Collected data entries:
══════════════════════════════

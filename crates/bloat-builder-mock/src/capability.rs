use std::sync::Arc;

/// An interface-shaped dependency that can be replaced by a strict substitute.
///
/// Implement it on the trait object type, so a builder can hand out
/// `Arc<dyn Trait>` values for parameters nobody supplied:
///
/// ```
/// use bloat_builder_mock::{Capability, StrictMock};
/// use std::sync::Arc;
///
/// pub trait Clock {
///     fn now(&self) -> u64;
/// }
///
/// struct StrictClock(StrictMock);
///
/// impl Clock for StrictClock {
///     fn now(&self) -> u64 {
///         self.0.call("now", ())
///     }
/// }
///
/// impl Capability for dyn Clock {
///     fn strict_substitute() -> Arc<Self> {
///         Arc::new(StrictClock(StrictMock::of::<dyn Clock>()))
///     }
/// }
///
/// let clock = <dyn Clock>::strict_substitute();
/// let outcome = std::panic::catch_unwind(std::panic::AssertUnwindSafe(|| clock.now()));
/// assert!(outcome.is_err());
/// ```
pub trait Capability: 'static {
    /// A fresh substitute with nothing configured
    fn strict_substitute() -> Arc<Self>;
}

══════════════════════════════

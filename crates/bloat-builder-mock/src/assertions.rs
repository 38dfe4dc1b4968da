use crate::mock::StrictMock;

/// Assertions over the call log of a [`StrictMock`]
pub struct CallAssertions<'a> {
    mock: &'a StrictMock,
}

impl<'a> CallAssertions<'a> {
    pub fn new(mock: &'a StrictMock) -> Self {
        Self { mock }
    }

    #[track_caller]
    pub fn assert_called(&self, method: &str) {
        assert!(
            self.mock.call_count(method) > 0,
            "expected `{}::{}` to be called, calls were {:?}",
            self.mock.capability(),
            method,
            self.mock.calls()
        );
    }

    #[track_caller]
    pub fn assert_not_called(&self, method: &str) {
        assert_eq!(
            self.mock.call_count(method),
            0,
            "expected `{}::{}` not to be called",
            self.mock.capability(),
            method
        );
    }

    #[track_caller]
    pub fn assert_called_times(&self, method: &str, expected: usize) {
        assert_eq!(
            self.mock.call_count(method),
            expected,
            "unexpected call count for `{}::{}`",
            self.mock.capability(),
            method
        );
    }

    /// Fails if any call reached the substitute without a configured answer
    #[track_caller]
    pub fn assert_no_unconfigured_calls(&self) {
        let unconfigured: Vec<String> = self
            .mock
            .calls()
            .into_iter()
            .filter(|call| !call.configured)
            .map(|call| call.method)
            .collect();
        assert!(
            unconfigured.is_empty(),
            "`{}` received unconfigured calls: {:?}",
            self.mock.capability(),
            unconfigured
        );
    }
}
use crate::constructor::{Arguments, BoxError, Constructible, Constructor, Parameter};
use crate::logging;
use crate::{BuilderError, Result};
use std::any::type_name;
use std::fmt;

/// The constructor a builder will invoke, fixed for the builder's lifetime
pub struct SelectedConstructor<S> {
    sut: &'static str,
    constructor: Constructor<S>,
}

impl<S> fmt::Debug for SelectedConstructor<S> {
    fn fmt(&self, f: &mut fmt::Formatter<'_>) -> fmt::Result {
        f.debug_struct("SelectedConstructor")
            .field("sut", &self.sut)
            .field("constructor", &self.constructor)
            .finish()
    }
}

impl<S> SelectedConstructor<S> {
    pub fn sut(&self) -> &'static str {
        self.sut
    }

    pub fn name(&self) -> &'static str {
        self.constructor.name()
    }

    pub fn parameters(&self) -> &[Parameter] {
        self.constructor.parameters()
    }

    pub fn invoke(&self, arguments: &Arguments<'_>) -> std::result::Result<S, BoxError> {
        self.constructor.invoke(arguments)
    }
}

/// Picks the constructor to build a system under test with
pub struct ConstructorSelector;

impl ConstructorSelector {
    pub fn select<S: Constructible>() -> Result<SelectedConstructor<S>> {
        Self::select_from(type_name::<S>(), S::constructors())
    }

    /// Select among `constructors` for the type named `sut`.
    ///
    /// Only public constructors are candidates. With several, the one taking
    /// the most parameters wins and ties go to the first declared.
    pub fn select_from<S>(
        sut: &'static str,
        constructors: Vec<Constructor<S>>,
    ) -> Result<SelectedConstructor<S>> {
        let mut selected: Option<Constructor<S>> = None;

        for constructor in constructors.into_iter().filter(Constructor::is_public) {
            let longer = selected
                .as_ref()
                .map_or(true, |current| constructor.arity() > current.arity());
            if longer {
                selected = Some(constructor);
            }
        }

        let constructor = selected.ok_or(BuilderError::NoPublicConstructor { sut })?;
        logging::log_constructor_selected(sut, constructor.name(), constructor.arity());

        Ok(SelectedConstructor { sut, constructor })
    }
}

══════════════════════════════

**Your objective:** Which lines of the records above hold the word "Constructible"? Copy each of them.

**Output below:**
use crate::constructor::{Arguments, BoxError, Constructible, Constructor, Parameter};
    pub fn select<S: Constructible>() -> Result<SelectedConstructor<S>> {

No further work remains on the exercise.